The required output is the full listing below, reproduced word for word.
══ WORKING DATA ══
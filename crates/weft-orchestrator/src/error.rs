use thiserror::Error;
use weft_config::DefinitionError;
use weft_resolver::{ConditionError, ResolveError};
use weft_tool::ToolError;
use weft_workflow::{ExecutionError, ExecutionState};

/// Errors raised while orchestrating workflow executions.
#[derive(Debug, Error)]
pub enum OrchestratorError {
  /// A step input referenced a context value that does not exist.
  #[error("failed to resolve inputs for step '{step_id}': {source}")]
  Resolution {
    step_id: String,
    #[source]
    source: ResolveError,
  },

  #[error("tool '{tool}' not found for step '{step_id}'")]
  ToolNotFound { step_id: String, tool: String },

  #[error("tool '{tool}' failed in step '{step_id}': {source}")]
  ToolExecution {
    step_id: String,
    tool: String,
    #[source]
    source: ToolError,
  },

  #[error("step '{step_id}' timed out after {timeout_ms}ms")]
  Timeout { step_id: String, timeout_ms: u64 },

  #[error("execution cancelled")]
  Cancelled,

  #[error("condition evaluation failed: {source}")]
  ConditionEvaluation {
    #[from]
    source: ConditionError,
  },

  /// A compensation failed during rollback. Logged, never returned by a saga.
  #[error("compensation for transaction '{transaction}' failed: {source}")]
  SagaRollback {
    transaction: String,
    #[source]
    source: Box<OrchestratorError>,
  },

  #[error("step '{step_id}' failed: {source}")]
  StepFailed {
    step_id: String,
    #[source]
    source: Box<OrchestratorError>,
  },

  #[error("{count} of {total} parallel steps failed ({failed:?}): {source}", count = .failed.len())]
  ParallelFailed {
    failed: Vec<String>,
    total: usize,
    #[source]
    source: Box<OrchestratorError>,
  },

  #[error("loop iteration {iteration} failed: {source}")]
  LoopIteration {
    iteration: u32,
    #[source]
    source: Box<OrchestratorError>,
  },

  #[error("all {count} map operations failed")]
  MapAllFailed { count: usize },

  #[error("reduce step failed: {source}")]
  ReduceFailed {
    #[source]
    source: Box<OrchestratorError>,
  },

  /// The saga stopped at `transaction` and rolled back what had completed.
  #[error("saga failed at transaction '{transaction}': {source}")]
  SagaFailed {
    transaction: String,
    #[source]
    source: Box<OrchestratorError>,
  },

  #[error("{failures} step failures exceed the limit of {max_errors}")]
  ErrorLimitExceeded { failures: usize, max_errors: u32 },

  #[error("workflow execution not found: {execution_id}")]
  ExecutionNotFound { execution_id: String },

  #[error("invalid state transition: {from} -> {to}")]
  InvalidTransition {
    from: ExecutionState,
    to: ExecutionState,
  },

  #[error("execution {execution_id} is {state} and accepts no further changes")]
  Terminal {
    execution_id: String,
    state: ExecutionState,
  },

  #[error("execution {execution_id} is still {state}")]
  NotTerminal {
    execution_id: String,
    state: ExecutionState,
  },

  #[error("context is sealed; cannot write key '{key}'")]
  ContextSealed { key: String },

  #[error("missing required input: {name}")]
  MissingInput { name: String },

  #[error("invalid configuration: {message}")]
  InvalidConfig { message: String },

  #[error("invalid workflow definition: {0}")]
  Definition(#[from] DefinitionError),

  #[error("task join error: {message}")]
  TaskJoin { message: String },
}

impl OrchestratorError {
  /// Whether this failure aborts the enclosing pattern even when the step
  /// is marked `continue_on_fail`.
  pub fn is_fatal_for_step(&self) -> bool {
    matches!(
      self,
      Self::Resolution { .. } | Self::ToolNotFound { .. } | Self::Cancelled | Self::TaskJoin { .. }
    )
  }

  /// Whether another attempt of the same step may succeed.
  pub fn is_retryable(&self) -> bool {
    matches!(self, Self::ToolExecution { .. } | Self::Timeout { .. })
  }

  /// Whether cancellation is the root cause, looking through aggregates.
  pub fn is_cancellation(&self) -> bool {
    match self {
      Self::Cancelled => true,
      Self::StepFailed { source, .. }
      | Self::ParallelFailed { source, .. }
      | Self::LoopIteration { source, .. }
      | Self::ReduceFailed { source }
      | Self::SagaFailed { source, .. } => source.is_cancellation(),
      _ => false,
    }
  }

  pub(crate) fn invalid_config(message: impl Into<String>) -> Self {
    Self::InvalidConfig {
      message: message.into(),
    }
  }
}

impl From<ExecutionError> for OrchestratorError {
  fn from(err: ExecutionError) -> Self {
    match err {
      ExecutionError::InvalidTransition { from, to } => Self::InvalidTransition { from, to },
      ExecutionError::Terminal {
        execution_id,
        state,
      } => Self::Terminal {
        execution_id,
        state,
      },
      ExecutionError::Cancelled => Self::Cancelled,
      ExecutionError::Sealed { key } => Self::ContextSealed { key },
    }
  }
}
═══
**COMPLETED EXERCISE**
filename crates/weft-orchestrator/src/error.rs
use thiserror::Error;
use weft_config::DefinitionError;
use weft_resolver::{ConditionError, ResolveError};
use weft_tool::ToolError;
use weft_workflow::{ExecutionError, ExecutionState};

/// Errors raised while orchestrating workflow executions.
#[derive(Debug, Error)]
pub enum OrchestratorError {
  /// A step input referenced a context value that does not exist.
  #[error("failed to resolve inputs for step '{step_id}': {source}")]
  Resolution {
    step_id: String,
    #[source]
    source: ResolveError,
  },

  #[error("tool '{tool}' not found for step '{step_id}'")]
  ToolNotFound { step_id: String, tool: String },

  #[error("tool '{tool}' failed in step '{step_id}': {source}")]
  ToolExecution {
    step_id: String,
    tool: String,
    #[source]
    source: ToolError,
  },

  #[error("step '{step_id}' timed out after {timeout_ms}ms")]
  Timeout { step_id: String, timeout_ms: u64 },

  #[error("execution cancelled")]
  Cancelled,

  #[error("condition evaluation failed: {source}")]
  ConditionEvaluation {
    #[from]
    source: ConditionError,
  },

  /// A compensation failed during rollback. Logged, never returned by a saga.
  #[error("compensation for transaction '{transaction}' failed: {source}")]
  SagaRollback {
    transaction: String,
    #[source]
    source: Box<OrchestratorError>,
  },

  #[error("step '{step_id}' failed: {source}")]
  StepFailed {
    step_id: String,
    #[source]
    source: Box<OrchestratorError>,
  },

  #[error("{count} of {total} parallel steps failed ({failed:?}): {source}", count = .failed.len())]
  ParallelFailed {
    failed: Vec<String>,
    total: usize,
    #[source]
    source: Box<OrchestratorError>,
  },

  #[error("loop iteration {iteration} failed: {source}")]
  LoopIteration {
    iteration: u32,
    #[source]
    source: Box<OrchestratorError>,
  },

  #[error("all {count} map operations failed")]
  MapAllFailed { count: usize },

  #[error("reduce step failed: {source}")]
  ReduceFailed {
    #[source]
    source: Box<OrchestratorError>,
  },

  /// The saga stopped at `transaction` and rolled back what had completed.
  #[error("saga failed at transaction '{transaction}': {source}")]
  SagaFailed {
    transaction: String,
    #[source]
    source: Box<OrchestratorError>,
  },

  #[error("{failures} step failures exceed the limit of {max_errors}")]
  ErrorLimitExceeded { failures: usize, max_errors: u32 },

  #[error("workflow execution not found: {execution_id}")]
  ExecutionNotFound { execution_id: String },

  #[error("invalid state transition: {from} -> {to}")]
  InvalidTransition {
    from: ExecutionState,
    to: ExecutionState,
  },

  #[error("execution {execution_id} is {state} and accepts no further changes")]
  Terminal {
    execution_id: String,
    state: ExecutionState,
  },

  #[error("execution {execution_id} is still {state}")]
  NotTerminal {
    execution_id: String,
    state: ExecutionState,
  },

  #[error("context is sealed; cannot write key '{key}'")]
  ContextSealed { key: String },

  #[error("missing required input: {name}")]
  MissingInput { name: String },

  #[error("invalid configuration: {message}")]
  InvalidConfig { message: String },

  #[error("invalid workflow definition: {0}")]
  Definition(#[from] DefinitionError),

  #[error("task join error: {message}")]
  TaskJoin { message: String },
}

impl OrchestratorError {
  /// Whether this failure aborts the enclosing pattern even when the step
  /// is marked `continue_on_fail`.
  pub fn is_fatal_for_step(&self) -> bool {
    matches!(
      self,
      Self::Resolution { .. } | Self::ToolNotFound { .. } | Self::Cancelled | Self::TaskJoin { .. }
    )
  }

  /// Whether another attempt of the same step may succeed.
  pub fn is_retryable(&self) -> bool {
    matches!(self, Self::ToolExecution { .. } | Self::Timeout { .. })
  }

  /// Whether cancellation is the root cause, looking through aggregates.
  pub fn is_cancellation(&self) -> bool {
    match self {
      Self::Cancelled => true,
      Self::StepFailed { source, .. }
      | Self::ParallelFailed { source, .. }
      | Self::LoopIteration { source, .. }
      | Self::ReduceFailed { source }
      | Self::SagaFailed { source, .. } => source.is_cancellation(),
      _ => false,
    }
  }

  pub(crate) fn invalid_config(message: impl Into<String>) -> Self {
    Self::InvalidConfig {
      message: message.into(),
    }
  }
}

impl From<ExecutionError> for OrchestratorError {
  fn from(err: ExecutionError) -> Self {
    match err {
      ExecutionError::InvalidTransition { from, to } => Self::InvalidTransition { from, to },
      ExecutionError::Terminal {
        execution_id,
        state,
      } => Self::Terminal {
        execution_id,
        state,
      },
      ExecutionError::Cancelled => Self::Cancelled,
      ExecutionError::Sealed { key } => Self::ContextSealed { key },
    }
  }
}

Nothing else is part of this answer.